//! Configuration check command.

use anyhow::Result;
use clap::Args;
use std::fmt::Write as _;
use std::path::PathBuf;

use venue_arb_core::{AppConfig, AssetCatalog, ConfigLoader};

/// Arguments for the check-config command.
#[derive(Args, Debug, Clone)]
pub struct CheckConfigArgs {
    /// Config file path
    #[arg(short, long, default_value = "config/Config.toml")]
    pub config: PathBuf,

    /// Profile overlay, e.g. "dev" loads Config.dev.toml on top
    #[arg(long, env = "VENUE_ARB_PROFILE")]
    pub profile: Option<String>,
}

/// Renders the resolved settings and every venue's symbol for every pair.
fn render(config: &AppConfig) -> String {
    let catalog = AssetCatalog::from_config(config);
    let mut out = String::new();

    let _ = writeln!(
        out,
        "scanner: min_profit_ratio={} max_budget={} max_concurrent_scans={} fail_fast={}",
        config.scanner.min_profit_ratio,
        config.scanner.max_budget,
        config.scanner.max_concurrent_scans,
        config.scanner.fail_fast
    );
    let _ = writeln!(
        out,
        "poller: poll_interval={}s max_cycles={}",
        config.poller.poll_interval.as_secs(),
        config
            .poller
            .max_cycles
            .map_or_else(|| "unbounded".to_string(), |c| c.to_string())
    );

    for venue in catalog.venues() {
        let _ = writeln!(out, "{} ({} pairs)", venue.venue(), venue.len());
        for (pair, symbol) in venue.iter() {
            let _ = writeln!(out, "  {:<12} {symbol}", pair.to_string());
        }
    }

    let disabled: Vec<&str> = config
        .venues
        .iter()
        .filter(|v| !v.enabled)
        .map(|v| v.name.as_str())
        .collect();
    if !disabled.is_empty() {
        let _ = writeln!(out, "disabled: {}", disabled.join(", "));
    }

    out
}

/// Runs the check-config command.
///
/// # Errors
///
/// Returns an error if the configuration cannot be loaded or is invalid.
pub fn run_check_config(args: &CheckConfigArgs) -> Result<()> {
    let config = ConfigLoader::load_with_profile(&args.config, args.profile.as_deref())?;
    tracing::info!(path = %args.config.display(), "Configuration is valid");
    print!("{}", render(&config));
    Ok(())
}

#[cfg(test)]
mod tests {
    use super::*;
    use venue_arb_core::{AssetPair, VenueConfig};

    #[test]
    fn test_render_lists_symbols_per_venue() {
        let gate =
            VenueConfig::new("Gate", "https://api.gateio.ws").with_ticker_format("{base}_{quote}");
        let mut kucoin = VenueConfig::new("KuCoin", "https://api.kucoin.com");
        kucoin.enabled = false;
        let config = AppConfig {
            venues: vec![VenueConfig::new("MEXC", "https://api.mexc.com"), gate, kucoin],
            pairs: vec![AssetPair::new("ETH", "USDT"), AssetPair::new("BTC", "USDT")],
            ..AppConfig::default()
        };

        let out = render(&config);
        assert!(out.contains("Gate (2 pairs)"));
        assert!(out.contains("BTC_USDT"));
        assert!(out.contains("MEXC (2 pairs)"));
        assert!(out.contains("ETHUSDT"));
        assert!(out.contains("disabled: KuCoin"));
        assert!(!out.contains("KuCoin ("));
        assert!(out.contains("max_cycles=unbounded"));
    }
}
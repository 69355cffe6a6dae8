//! Destinations for opportunities that survived the transfer gates.

use tokio::sync::mpsc;
use tracing::{info, warn};

use crate::types::Opportunity;

/// Receives every reported opportunity, in scan report order.
pub trait OpportunitySink: Send + Sync {
    fn report(&self, opportunity: &Opportunity);
}

/// Logs each opportunity at `info`.
#[derive(Debug, Clone, Copy, Default)]
pub struct LogSink;

impl OpportunitySink for LogSink {
    fn report(&self, opportunity: &Opportunity) {
        info!(
            pair = %opportunity.pair,
            buy_venue = %opportunity.buy_venue,
            sell_venue = %opportunity.sell_venue,
            buy_ticker = %opportunity.buy_ticker,
            sell_ticker = %opportunity.sell_ticker,
            quantity = %opportunity.plan.quantity_to_buy,
            cost = %opportunity.plan.usd_for_buying,
            proceeds = %opportunity.plan.usd_for_selling,
            gross_profit = %opportunity.gross_profit(),
            "Arbitrage opportunity"
        );
    }
}

/// Forwards opportunities to a bounded channel.
///
/// A full or closed channel drops the opportunity with a warning; the
/// scanner never waits on a slow consumer.
#[derive(Debug, Clone)]
pub struct ChannelSink {
    tx: mpsc::Sender<Opportunity>,
}

impl ChannelSink {
    #[must_use]
    pub fn new(tx: mpsc::Sender<Opportunity>) -> Self {
        Self { tx }
    }

    /// Creates a sink and the receiver for it.
    #[must_use]
    pub fn channel(capacity: usize) -> (Self, mpsc::Receiver<Opportunity>) {
        let (tx, rx) = mpsc::channel(capacity.max(1));
        (Self::new(tx), rx)
    }
}

impl OpportunitySink for ChannelSink {
    fn report(&self, opportunity: &Opportunity) {
        if let Err(err) = self.tx.try_send(opportunity.clone()) {
            warn!(
                pair = %opportunity.pair,
                error = %err,
                "Dropping opportunity, channel unavailable"
            );
        }
    }
}

#[cfg(test)]
mod tests {
    use super::*;
    use crate::types::TradePlan;
    use rust_decimal_macros::dec;
    use venue_arb_core::{AssetPair, QuoteSnapshot, VenueTicker};

    fn opportunity() -> Opportunity {
        let pair = AssetPair::new("ETH", "USDT");
        let buy = QuoteSnapshot::new("alpha", VenueTicker::new("ETHUSDT", pair.clone()), dec!(9), dec!(10));
        let sell = QuoteSnapshot::new("beta", VenueTicker::new("ETH_USDT", pair), dec!(12), dec!(13));
        let mut plan = TradePlan::EMPTY;
        plan.add_fill(dec!(1), dec!(10), dec!(12));
        Opportunity::new(&buy, &sell, plan)
    }

    #[tokio::test]
    async fn test_channel_sink_forwards() {
        let (sink, mut rx) = ChannelSink::channel(4);
        let opp = opportunity();
        sink.report(&opp);

        assert_eq!(rx.recv().await, Some(opp));
    }

    #[test]
    fn test_channel_sink_drops_when_full() {
        let (sink, mut rx) = ChannelSink::channel(1);
        sink.report(&opportunity());
        sink.report(&opportunity());

        assert!(rx.try_recv().is_ok());
        assert!(rx.try_recv().is_err());
    }

    #[test]
    fn test_channel_sink_closed_receiver_does_not_panic() {
        let (sink, rx) = ChannelSink::channel(1);
        drop(rx);
        sink.report(&opportunity());
    }

    #[test]
    fn test_log_sink_reports() {
        LogSink.report(&opportunity());
    }
}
——
Work order: With every line intact, print the records above again.

Result of the exercise:
//! Configuration check command.

use anyhow::Result;
use clap::Args;
use std::fmt::Write as _;
use std::path::PathBuf;

use venue_arb_core::{AppConfig, AssetCatalog, ConfigLoader};

/// Arguments for the check-config command.
#[derive(Args, Debug, Clone)]
pub struct CheckConfigArgs {
    /// Config file path
    #[arg(short, long, default_value = "config/Config.toml")]
    pub config: PathBuf,

    /// Profile overlay, e.g. "dev" loads Config.dev.toml on top
    #[arg(long, env = "VENUE_ARB_PROFILE")]
    pub profile: Option<String>,
}

/// Renders the resolved settings and every venue's symbol for every pair.
fn render(config: &AppConfig) -> String {
    let catalog = AssetCatalog::from_config(config);
    let mut out = String::new();

    let _ = writeln!(
        out,
        "scanner: min_profit_ratio={} max_budget={} max_concurrent_scans={} fail_fast={}",
        config.scanner.min_profit_ratio,
        config.scanner.max_budget,
        config.scanner.max_concurrent_scans,
        config.scanner.fail_fast
    );
    let _ = writeln!(
        out,
        "poller: poll_interval={}s max_cycles={}",
        config.poller.poll_interval.as_secs(),
        config
            .poller
            .max_cycles
            .map_or_else(|| "unbounded".to_string(), |c| c.to_string())
    );

    for venue in catalog.venues() {
        let _ = writeln!(out, "{} ({} pairs)", venue.venue(), venue.len());
        for (pair, symbol) in venue.iter() {
            let _ = writeln!(out, "  {:<12} {symbol}", pair.to_string());
        }
    }

    let disabled: Vec<&str> = config
        .venues
        .iter()
        .filter(|v| !v.enabled)
        .map(|v| v.name.as_str())
        .collect();
    if !disabled.is_empty() {
        let _ = writeln!(out, "disabled: {}", disabled.join(", "));
    }

    out
}

/// Runs the check-config command.
///
/// # Errors
///
/// Returns an error if the configuration cannot be loaded or is invalid.
pub fn run_check_config(args: &CheckConfigArgs) -> Result<()> {
    let config = ConfigLoader::load_with_profile(&args.config, args.profile.as_deref())?;
    tracing::info!(path = %args.config.display(), "Configuration is valid");
    print!("{}", render(&config));
    Ok(())
}

#[cfg(test)]
mod tests {
    use super::*;
    use venue_arb_core::{AssetPair, VenueConfig};

    #[test]
    fn test_render_lists_symbols_per_venue() {
        let gate =
            VenueConfig::new("Gate", "https://api.gateio.ws").with_ticker_format("{base}_{quote}");
        let mut kucoin = VenueConfig::new("KuCoin", "https://api.kucoin.com");
        kucoin.enabled = false;
        let config = AppConfig {
            venues: vec![VenueConfig::new("MEXC", "https://api.mexc.com"), gate, kucoin],
            pairs: vec![AssetPair::new("ETH", "USDT"), AssetPair::new("BTC", "USDT")],
            ..AppConfig::default()
        };

        let out = render(&config);
        assert!(out.contains("Gate (2 pairs)"));
        assert!(out.contains("BTC_USDT"));
        assert!(out.contains("MEXC (2 pairs)"));
        assert!(out.contains("ETHUSDT"));
        assert!(out.contains("disabled: KuCoin"));
        assert!(!out.contains("KuCoin ("));
        assert!(out.contains("max_cycles=unbounded"));
    }
}
repository 69355cffe6a6dae8
//! Destinations for opportunities that survived the transfer gates.

use tokio::sync::mpsc;
use tracing::{info, warn};

use crate::types::Opportunity;

/// Receives every reported opportunity, in scan report order.
pub trait OpportunitySink: Send + Sync {
    fn report(&self, opportunity: &Opportunity);
}

/// Logs each opportunity at `info`.
#[derive(Debug, Clone, Copy, Default)]
pub struct LogSink;

impl OpportunitySink for LogSink {
    fn report(&self, opportunity: &Opportunity) {
        info!(
            pair = %opportunity.pair,
            buy_venue = %opportunity.buy_venue,
            sell_venue = %opportunity.sell_venue,
            buy_ticker = %opportunity.buy_ticker,
            sell_ticker = %opportunity.sell_ticker,
            quantity = %opportunity.plan.quantity_to_buy,
            cost = %opportunity.plan.usd_for_buying,
            proceeds = %opportunity.plan.usd_for_selling,
            gross_profit = %opportunity.gross_profit(),
            "Arbitrage opportunity"
        );
    }
}

/// Forwards opportunities to a bounded channel.
///
/// A full or closed channel drops the opportunity with a warning; the
/// scanner never waits on a slow consumer.
#[derive(Debug, Clone)]
pub struct ChannelSink {
    tx: mpsc::Sender<Opportunity>,
}

impl ChannelSink {
    #[must_use]
    pub fn new(tx: mpsc::Sender<Opportunity>) -> Self {
        Self { tx }
    }

    /// Creates a sink and the receiver for it.
    #[must_use]
    pub fn channel(capacity: usize) -> (Self, mpsc::Receiver<Opportunity>) {
        let (tx, rx) = mpsc::channel(capacity.max(1));
        (Self::new(tx), rx)
    }
}

impl OpportunitySink for ChannelSink {
    fn report(&self, opportunity: &Opportunity) {
        if let Err(err) = self.tx.try_send(opportunity.clone()) {
            warn!(
                pair = %opportunity.pair,
                error = %err,
                "Dropping opportunity, channel unavailable"
            );
        }
    }
}

#[cfg(test)]
mod tests {
    use super::*;
    use crate::types::TradePlan;
    use rust_decimal_macros::dec;
    use venue_arb_core::{AssetPair, QuoteSnapshot, VenueTicker};

    fn opportunity() -> Opportunity {
        let pair = AssetPair::new("ETH", "USDT");
        let buy = QuoteSnapshot::new("alpha", VenueTicker::new("ETHUSDT", pair.clone()), dec!(9), dec!(10));
        let sell = QuoteSnapshot::new("beta", VenueTicker::new("ETH_USDT", pair), dec!(12), dec!(13));
        let mut plan = TradePlan::EMPTY;
        plan.add_fill(dec!(1), dec!(10), dec!(12));
        Opportunity::new(&buy, &sell, plan)
    }

    #[tokio::test]
    async fn test_channel_sink_forwards() {
        let (sink, mut rx) = ChannelSink::channel(4);
        let opp = opportunity();
        sink.report(&opp);

        assert_eq!(rx.recv().await, Some(opp));
    }

    #[test]
    fn test_channel_sink_drops_when_full() {
        let (sink, mut rx) = ChannelSink::channel(1);
        sink.report(&opportunity());
        sink.report(&opportunity());

        assert!(rx.try_recv().is_ok());
        assert!(rx.try_recv().is_err());
    }

    #[test]
    fn test_channel_sink_closed_receiver_does_not_panic() {
        let (sink, rx) = ChannelSink::channel(1);
        drop(rx);
        sink.report(&opportunity());
    }

    #[test]
    fn test_log_sink_reports() {
        LogSink.report(&opportunity());
    }
}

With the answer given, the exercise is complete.